Friday, June 15, 2012 2:09 AM Comments (40)

June is here, which means that it's about time for our annual Cemetery Homecoming, a potluck get-together where the relatives of those buried at the old family graveyard gather for food, prayer and socializing.

Friends from other parts of the country are often shocked when they hear me say that I'm going to a party at a cemetery. Likewise, I'm always surprised to hear that not everyone goes to events like these. The idea of an annual gathering of this sort is so deeply entrenched in the culture around here that our cemetery has large, permanent barbecue pits, an outhouse, and an expansive pavilion with picnic tables to seat 100, all in support of the annual homecoming.

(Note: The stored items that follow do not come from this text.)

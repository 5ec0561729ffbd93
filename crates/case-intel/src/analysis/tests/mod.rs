mod common;
mod routing;
mod scenarios;
use crate::cli::ServeArgs;
use crate::infra::AppState;
use crate::routes::with_analysis_routes;
use axum::Extension;
use axum_prometheus::PrometheusMetricLayer;
use case_intel::config::AppConfig;
use case_intel::error::AppError;
use case_intel::telemetry;
use case_intel::CaseAnalysisEngine;
use std::sync::atomic::Ordering;
use std::sync::Arc;
use tracing::info;

pub(crate) async fn run(mut args: ServeArgs) -> Result<(), AppError> {
    let mut config = AppConfig::load()?;

    if let Some(host) = args.host.take() {
        config.server.host = host;
    }
    if let Some(port) = args.port.take() {
        config.server.port = port;
    }

    telemetry::init(&config.telemetry)?;

    let (prometheus_layer, prometheus_handle) = PrometheusMetricLayer::pair();
    let readiness_flag = Arc::new(std::sync::atomic::AtomicBool::new(false));
    let app_state = AppState {
        readiness: readiness_flag.clone(),
        metrics: Arc::new(prometheus_handle),
    };

    let engine = Arc::new(CaseAnalysisEngine::from_config(&config.rules)?);
    let rule_set_version = engine.version().to_string();

    let app = with_analysis_routes(engine)
        .layer(Extension(app_state))
        .layer(prometheus_layer);

    let addr = config.server.socket_addr()?;
    let listener = tokio::net::TcpListener::bind(addr).await?;
    readiness_flag.store(true, Ordering::Release);

    info!(?config.environment, %addr, %rule_set_version, "case analysis service ready");

    axum::serve(listener, app).await?;
    Ok(())
}
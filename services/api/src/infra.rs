use case_intel::config::AppConfig;
use case_intel::error::AppError;
use case_intel::telemetry::{self, LogSink};
use case_intel::CaseAnalysisEngine;
use metrics_exporter_prometheus::PrometheusHandle;
use std::sync::atomic::AtomicBool;
use std::sync::Arc;

#[derive(Clone)]
pub(crate) struct AppState {
    pub(crate) readiness: Arc<AtomicBool>,
    pub(crate) metrics: Arc<PrometheusHandle>,
}

/// Shared setup for one-shot CLI commands. Logs go to stderr so stdout stays parseable.
pub(crate) fn cli_engine() -> Result<CaseAnalysisEngine, AppError> {
    let config = AppConfig::load()?;
    telemetry::init_with_sink(&config.telemetry, LogSink::Stderr)?;
    Ok(CaseAnalysisEngine::from_config(&config.rules)?)
}
//! Deterministic analysis of officer-written incident reports.
//!
//! [`analysis::CaseAnalysisEngine`] turns free-form report text into a structured
//! [`analysis::CaseAnalysis`]: case type, priority, risk factors, next steps, follow-up
//! questions, digital-evidence leads and tentative suspect/evidence mentions.

pub mod analysis;
pub mod config;
pub mod error;
pub mod telemetry;

pub use analysis::{CaseAnalysis, CaseAnalysisEngine, CaseType, PriorityLevel, RuleSet};
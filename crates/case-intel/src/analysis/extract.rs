//! Best-effort suspect and evidence mention extraction.
//!
//! These heuristics are approximate by nature. They run over the original casing, never fail,
//! and return empty lists when nothing plausible is found.

use regex::Regex;

use super::normalizer::{normalize, Phrase};
use super::rules::{ExtractionRules, RuleSetError};

const NAME_WORD: &str = r"\p{Lu}[\p{L}'\-]+";
const MAX_EVIDENCE_WORDS: usize = 6;

/// Words that end an evidence noun phrase.
const PHRASE_BREAKS: &[&str] = &[
    "at", "in", "on", "near", "from", "by", "under", "inside", "outside", "with", "which", "that",
    "but", "while", "when", "where", "after", "before", "to", "into", "beside", "belonging",
    "for", "then", "was", "were", "is", "are",
];

const DETERMINERS: &[&str] = &[
    "a", "an", "the", "some", "his", "her", "their", "my", "our", "its", "your", "several",
];

/// Clauses starting with these are not evidence ("found out", "found that", "found him").
const NON_EVIDENCE_STARTS: &[&str] = &[
    "out", "that", "this", "it", "him", "them", "nothing", "off", "by", "no", "there",
];

#[derive(Debug, Clone, Default, PartialEq, Eq)]
pub struct Extraction {
    pub suspects: Vec<String>,
    pub evidence: Vec<String>,
}

pub struct Extractor {
    suspect_pattern: Option<Regex>,
    honorific_pattern: Regex,
    evidence_pattern: Option<Regex>,
    evidence_trigger: Option<Regex>,
    evidence_terms: Vec<(String, Phrase)>,
    ignored_names: Vec<String>,
}

impl Extractor {
    pub(crate) fn new(rules: &ExtractionRules) -> Result<Self, RuleSetError> {
        let suspect_pattern = trigger_alternation(&rules.suspect_triggers)
            .map(|triggers| {
                Regex::new(&format!(
                    r"(?i:\b(?:{triggers})\b)[ \t]+(?P<name>{NAME_WORD}(?:[ \t]+{NAME_WORD}){{0,2}})"
                ))
            })
            .transpose()?;

        let honorific_pattern = Regex::new(&format!(
            r"\b(?P<name>(?:Mr|Mrs|Ms|Dr)\.?[ \t]+{NAME_WORD}(?:[ \t]+{NAME_WORD})?)"
        ))?;

        let evidence_alternation = trigger_alternation(&rules.evidence_triggers);
        let evidence_pattern = evidence_alternation
            .as_ref()
            .map(|triggers| {
                Regex::new(&format!(
                    r"(?i:\b(?:{triggers})\b)(?P<clause>[^.,;:!?\n]*)"
                ))
            })
            .transpose()?;
        let evidence_trigger = evidence_alternation
            .as_ref()
            .map(|triggers| Regex::new(&format!(r"(?i:\b(?:{triggers})\b)")))
            .transpose()?;

        let evidence_terms = rules
            .evidence_terms
            .iter()
            .filter_map(|term| Phrase::compile(term).map(|phrase| (term.trim().to_string(), phrase)))
            .collect();

        Ok(Self {
            suspect_pattern,
            honorific_pattern,
            evidence_pattern,
            evidence_trigger,
            evidence_terms,
            ignored_names: rules.ignored_names.clone(),
        })
    }

    pub fn extract(&self, original: &str) -> Extraction {
        Extraction {
            suspects: self.suspects(original),
            evidence: self.evidence(original),
        }
    }

    fn suspects(&self, text: &str) -> Vec<String> {
        let mut found: Vec<(usize, String)> = Vec::new();
        let patterns = self
            .suspect_pattern
            .iter()
            .chain(std::iter::once(&self.honorific_pattern));

        for pattern in patterns {
            for captures in pattern.captures_iter(text) {
                let Some(name) = captures.name("name") else {
                    continue;
                };
                if let Some(candidate) = self.clean_name(name.as_str()) {
                    found.push((name.start(), candidate));
                }
            }
        }

        found.sort_by_key(|(start, _)| *start);
        dedup_case_insensitive(found.into_iter().map(|(_, name)| name))
    }

    fn clean_name(&self, raw: &str) -> Option<String> {
        let words: Vec<&str> = raw.split_whitespace().collect();
        let first = words.first()?;
        if self
            .ignored_names
            .iter()
            .any(|ignored| ignored.eq_ignore_ascii_case(first))
        {
            return None;
        }

        let joined = words.join(" ");
        let trimmed = joined
            .strip_suffix("'s")
            .unwrap_or(joined.as_str())
            .trim_end_matches(['\'', '-']);
        if trimmed.is_empty() {
            None
        } else {
            Some(trimmed.to_string())
        }
    }

    fn evidence(&self, text: &str) -> Vec<String> {
        let mut items = Vec::new();
        if let Some(pattern) = &self.evidence_pattern {
            let mut start = 0;
            while let Some(captures) = pattern.captures_at(text, start) {
                let Some(clause) = captures.name("clause") else {
                    break;
                };
                // A later trigger in the same clause starts a clause of its own.
                let end = self
                    .evidence_trigger
                    .as_ref()
                    .and_then(|trigger| trigger.find(clause.as_str()))
                    .map_or(clause.end(), |next| clause.start() + next.start());
                items.extend(evidence_items(&text[clause.start()..end]));
                start = end;
            }
        }

        let normalized = normalize(text);
        for (term, phrase) in &self.evidence_terms {
            let lowered = term.to_lowercase();
            let covered = items
                .iter()
                .any(|item: &String| item.to_lowercase().contains(&lowered));
            if !covered && normalized.contains(phrase) {
                items.push(term.clone());
            }
        }

        dedup_case_insensitive(items)
    }
}

fn trigger_alternation(triggers: &[String]) -> Option<String> {
    let mut words: Vec<Vec<&str>> = triggers
        .iter()
        .map(|trigger| trigger.split_whitespace().collect::<Vec<_>>())
        .filter(|words| !words.is_empty())
        .collect();
    if words.is_empty() {
        return None;
    }

    // Longer triggers first so "suspect is" wins over "suspect".
    words.sort_by(|a, b| b.len().cmp(&a.len()));
    Some(
        words
            .iter()
            .map(|words| {
                words
                    .iter()
                    .map(|word| regex::escape(word))
                    .collect::<Vec<_>>()
                    .join(r"\s+")
            })
            .collect::<Vec<_>>()
            .join("|"),
    )
}

fn evidence_items(clause: &str) -> Vec<String> {
    let words: Vec<&str> = clause.split_whitespace().collect();
    match words.first() {
        None => return Vec::new(),
        Some(first) if is_one_of(first, NON_EVIDENCE_STARTS) => return Vec::new(),
        Some(_) => {}
    }

    let mut items = Vec::new();
    for segment in words.split(|word| is_one_of(word, &["and", "or", "&"])) {
        let phrase: Vec<&str> = segment
            .iter()
            .copied()
            .take_while(|word| !is_one_of(word, PHRASE_BREAKS))
            .skip_while(|word| is_one_of(word, DETERMINERS))
            .take(MAX_EVIDENCE_WORDS)
            .collect();
        if let Some(first) = phrase.first() {
            if !is_one_of(first, NON_EVIDENCE_STARTS) {
                items.push(phrase.join(" "));
            }
        }
    }
    items
}

fn is_one_of(word: &str, list: &[&str]) -> bool {
    list.iter().any(|entry| entry.eq_ignore_ascii_case(word))
}

fn dedup_case_insensitive(items: impl IntoIterator<Item = String>) -> Vec<String> {
    let mut unique: Vec<String> = Vec::new();
    for item in items {
        if !unique
            .iter()
            .any(|existing| existing.to_lowercase() == item.to_lowercase())
        {
            unique.push(item);
        }
    }
    unique
}

#[cfg(test)]
mod tests {
    use super::*;
    use crate::analysis::rules::RuleSet;

    fn extractor() -> Extractor {
        Extractor::new(&RuleSet::standard().extraction).expect("extraction rules compile")
    }

    #[test]
    fn captures_names_after_trigger_words() {
        let extraction = extractor().extract(
            "The victim said a man named John Carter took the bag. The driver is known as Big Mike.",
        );
        assert_eq!(extraction.suspects, ["John Carter", "Big Mike"]);
    }

    #[test]
    fn captures_honorific_names_in_order_of_appearance() {
        let extraction =
            extractor().extract("Neighbors blamed Mr. Hollis, and the suspect is Dana Reyes.");
        assert_eq!(extraction.suspects, ["Mr. Hollis", "Dana Reyes"]);
    }

    #[test]
    fn ignores_pronouns_and_lowercase_words_after_triggers() {
        let extraction =
            extractor().extract("I called the station. The suspect He ran. Someone named him.");
        assert!(extraction.suspects.is_empty());
    }

    #[test]
    fn splits_evidence_clauses_and_drops_determiners() {
        let extraction = extractor().extract(
            "Officers recovered a red jacket and a baseball cap near the door, then found his wallet.",
        );
        assert_eq!(extraction.evidence, ["red jacket", "baseball cap", "wallet"]);
    }

    #[test]
    fn later_triggers_in_one_clause_start_new_items() {
        let extractor = extractor();
        let extraction = extractor.extract("Officers recovered a knife and found a phone in the alley");
        assert_eq!(extraction.evidence, ["knife", "phone"]);

        let extraction = extractor.extract("He left behind a hat and dropped a glove");
        assert_eq!(extraction.evidence, ["hat", "glove"]);
    }

    #[test]
    fn reports_known_evidence_terms_once() {
        let extraction = extractor()
            .extract("We found CCTV footage near the lot. The store also has CCTV and a receipt.");
        assert_eq!(extraction.evidence, ["CCTV footage", "receipt"]);
    }

    #[test]
    fn skips_non_evidence_uses_of_trigger_words() {
        let extraction = extractor().extract("I found out that my car was gone. We found it later.");
        assert!(extraction.evidence.is_empty());
    }

    #[test]
    fn never_panics_on_degenerate_input() {
        let extractor = extractor();
        for text in ["", "   ", "named", "found", "Mr.", "named \u{1F600} Émile", "found ,,,"] {
            let _ = extractor.extract(text);
        }
    }

    #[test]
    fn empty_rules_extract_only_honorific_names() {
        let extractor = Extractor::new(&ExtractionRules::default()).expect("compiles");
        let extraction = extractor.extract("Dr. Patel found a knife");
        assert_eq!(extraction.suspects, ["Dr. Patel"]);
        assert!(extraction.evidence.is_empty());
    }
}
use crate::infra::AppState;
use axum::http::{header, StatusCode};
use axum::response::IntoResponse;
use axum::Extension;
use axum::Json;
use case_intel::analysis::analysis_router;
use case_intel::CaseAnalysisEngine;
use serde_json::json;
use std::sync::Arc;

pub(crate) fn with_analysis_routes(engine: Arc<CaseAnalysisEngine>) -> axum::Router {
    analysis_router(engine)
        .route("/health", axum::routing::get(healthcheck))
        .route("/ready", axum::routing::get(readiness_endpoint))
        .route("/metrics", axum::routing::get(metrics_endpoint))
}

pub(crate) async fn healthcheck() -> Json<serde_json::Value> {
    Json(json!({ "status": "ok" }))
}

pub(crate) async fn readiness_endpoint(Extension(state): Extension<AppState>) -> impl IntoResponse {
    let ready = state.readiness.load(std::sync::atomic::Ordering::Relaxed);
    let status = if ready {
        StatusCode::OK
    } else {
        StatusCode::SERVICE_UNAVAILABLE
    };

    let payload = if ready {
        json!({ "status": "ready" })
    } else {
        json!({ "status": "initializing" })
    };

    (status, Json(payload))
}

pub(crate) async fn metrics_endpoint(Extension(state): Extension<AppState>) -> impl IntoResponse {
    (
        StatusCode::OK,
        [(header::CONTENT_TYPE, "text/plain; version=0.0.4")],
        state.metrics.render(),
    )
}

The idea of graveyard gatherings evidently has roots going back to before the Civil War, when they were called Decoration Days, since folks would go out and decorate the graves of deceased loved ones. In fact, this is likely where our modern Memorial Day celebrations come from. According to Wikipedia:

Annual Decoration Days for particular cemeteries are held on a Sunday in late spring or early summer in some rural areas of the American South, notably in the mountains. In cases involving a family graveyard where remote ancestors as well as those who were deceased more recently are buried, this may take on the character of an extended family reunion to which some people travel hundreds of miles. People gather on the designated day and put flowers on graves and renew contacts with kinfolk and others. There often is a religious service and a "dinner on the ground," the traditional term for a potluck meal in which people used to spread the dishes out on sheets or tablecloths on the grass. It is believed that this practice began before the American Civil War and thus may reflect the real origin of the "memorial day" idea.

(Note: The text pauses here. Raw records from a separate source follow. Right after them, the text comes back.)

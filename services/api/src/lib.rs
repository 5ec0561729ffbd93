mod cli;
mod demo;
mod infra;
mod report;
mod routes;
mod server;

use case_intel::error::AppError;

pub async fn run() -> Result<(), AppError> {
    cli::run().await
}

You would think that such an event would be morbid, or at least depressing. When I describe them, especially when I mention that my parents and I usually swing by our own plots after visiting the graves of relatives, folks often react like I said I attended a meeting of a crazed death-cult. But these cemetery homecomings have a surprisingly peaceful and happy tone to them. Our cemetery was started by a small handful of farming families in the 1850s, and almost everyone who comes to the modern events is a descendant of one of them. Many of the attendees are related in some way, so when you encounter someone with a name you recognize from your own family tree, it's fun to play the name game to see how you're related to one another.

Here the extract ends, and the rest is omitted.